Et ce n’est pas tout ! Andris Nelsons obtient du Philharmonique de Vienne un accompagnement d’une magistrale ampleur, qui ne couvre jamais les solistes. Le chef letton empoigne la partition comme une immense symphonie concertante, où les instruments se profilent comme de vrais intervenants dans l’action.

La production n’est pas nouvelle, elle date de 2009. Elle surprend d’abord par ses deux niveaux de lecture, dont on comprend mal le fonctionnement : au premier plan, les personnages se promènent en tenue d’été alors qu’à l’arrière, il neige dru sur une série de couples étroitement enlacés, tout de bleu vêtus.
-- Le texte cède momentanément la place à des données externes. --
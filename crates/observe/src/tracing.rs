use {
    crate::Config,
    std::{io::IsTerminal, panic::PanicHookInfo},
    time::macros::format_description,
    tracing_subscriber::{EnvFilter, Layer, fmt::time::UtcTime, prelude::*},
};

/// Initializes the logger and installs a panic hook that logs panics.
/// `env_filter` in the config has similar syntax to env_logger. It is
/// documented at
/// https://docs.rs/tracing-subscriber/latest/tracing_subscriber/filter/struct.EnvFilter.html
///
/// All events are written to stderr. Stdout is reserved for the report the
/// binary prints.
pub fn initialize(config: &Config) {
    set_tracing_subscriber(config);
    std::panic::set_hook(Box::new(tracing_panic_hook));
}

fn set_tracing_subscriber(config: &Config) {
    let env_filter = EnvFilter::new(&config.env_filter);
    let layer = tracing_subscriber::fmt::layer()
        .with_writer(std::io::stderr)
        .with_timer(UtcTime::new(format_description!(
            "[year]-[month]-[day]T[hour]:[minute]:[second].[subsecond digits:3]Z"
        )))
        .with_ansi(std::io::stderr().is_terminal());

    // The json and the plain formatter are different types so each branch has
    // to build its own registry.
    if config.use_json_format {
        tracing_subscriber::registry()
            .with(layer.json().with_filter(env_filter))
            .init();
    } else {
        tracing_subscriber::registry()
            .with(layer.with_filter(env_filter))
            .init();
    }
}

/// Panic hook that prints roughly the same message as the default panic hook
/// but uses tracing:error instead of stderr.
fn tracing_panic_hook(panic: &PanicHookInfo) {
    let thread = std::thread::current();
    let name = thread.name().unwrap_or("<unnamed>");
    let backtrace = std::backtrace::Backtrace::force_capture();
    tracing::error!("thread '{name}' {panic}\nstack backtrace:\n{backtrace}");
}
Quand Onéguine rend sa lettre à Tatiana, les amoureux en fond de scène se quittent peu à peu ; au moment du duel, quelques cadavres jonchent le sol. En soufflant aussi crûment le chaud et le froid sur un même plateau, Falk Richter veut rendre visible le contraste entre l’apparence et la réalité.
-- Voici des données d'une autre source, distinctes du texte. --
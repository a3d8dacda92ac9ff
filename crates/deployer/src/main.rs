use std::process::ExitCode;

#[tokio::main]
async fn main() -> ExitCode {
    deployer::start(std::env::args()).await
}
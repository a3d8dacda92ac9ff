#[derive(Debug, Clone)]
pub struct Config {
    /// Filters spans and events based on a set of filter directives
    /// https://docs.rs/tracing-subscriber/latest/tracing_subscriber/filter/struct.EnvFilter.html
    pub(crate) env_filter: String,
    /// Output log events as JSON
    pub(crate) use_json_format: bool,
}

impl Config {
    pub fn new(env_filter: &str, use_json_format: bool) -> Self {
        Self {
            env_filter: env_filter.into(),
            use_json_format,
        }
    }
}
Au dernier acte, dans un salon aux parois gris-argent, la fête mondaine se mue en cérémonie funèbre pour Tatiana, à jamais prisonnière de la rigidité des règles sociales. À la chute du rideau, elle s’écroule sur le sol, que des flocons de neige épaisse recouvrent lentement, tandis qu’à l’avant-scène, Onéguine se fige dans une pose avantageuse…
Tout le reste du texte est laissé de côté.